YOUR OBJECTIVE: Count up the lines below that include the string "CastId" and report the number by itself.

═════ MATERIAL FOR THE TASK

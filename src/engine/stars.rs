use tracing::debug;

use super::{
    CatalogSource, CollaborationEngine, STAR_MIN_APPEARANCES, STAR_MIN_AVERAGE,
    SUPERSTAR_MIN_SHARED,
};
use crate::model::CastId;
use crate::primitives::IndexedStore;

impl<'a, S: CatalogSource> CollaborationEngine<'a, S> {
    /// Cast ids qualifying as stars, in discovery order.
    ///
    /// A star appears in at least one film with an average rating of
    /// [`STAR_MIN_AVERAGE`] or better AND has at least
    /// [`STAR_MIN_APPEARANCES`] appearances counted across the whole
    /// dataset, not only the highly-rated subset.
    pub fn find_stars(&self) -> Vec<CastId> {
        let qualifying = self.source.films_rated_at_least(STAR_MIN_AVERAGE);
        let mut rosters = Vec::with_capacity(qualifying.len());
        for film in qualifying {
            rosters.push(self.source.cast_roster(film));
        }

        let candidates: usize = rosters.iter().map(|roster| roster.len()).sum();
        let mut stars: IndexedStore<CastId, ()> = IndexedStore::with_capacity(candidates);
        for roster in &rosters {
            for member in roster {
                if stars.contains_key(member.id) {
                    continue;
                }
                if self.source.films_for_cast(member.id).len() >= STAR_MIN_APPEARANCES {
                    stars.put(member.id, ());
                }
            }
        }

        debug!(stars = stars.len(), "classify.stars");
        stars.keys().copied().collect()
    }

    /// Star cast ids that also share at least [`SUPERSTAR_MIN_SHARED`] films
    /// with some single other star.
    ///
    /// Builds a fresh shared-film graph whose node set is exactly the star
    /// set; each shared film adds one count per direction of the pair.
    pub fn find_superstars(&self) -> Vec<CastId> {
        let stars = self.find_stars();
        let graph = self.shared_film_graph(stars);
        let superstars: Vec<CastId> = graph
            .nodes_with_min_shared(SUPERSTAR_MIN_SHARED)
            .into_iter()
            .map(|position| graph.id_at(position))
            .collect();
        debug!(superstars = superstars.len(), "classify.superstars");
        superstars
    }
}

══════════

SOLUTION TO THE EXERCISE: 5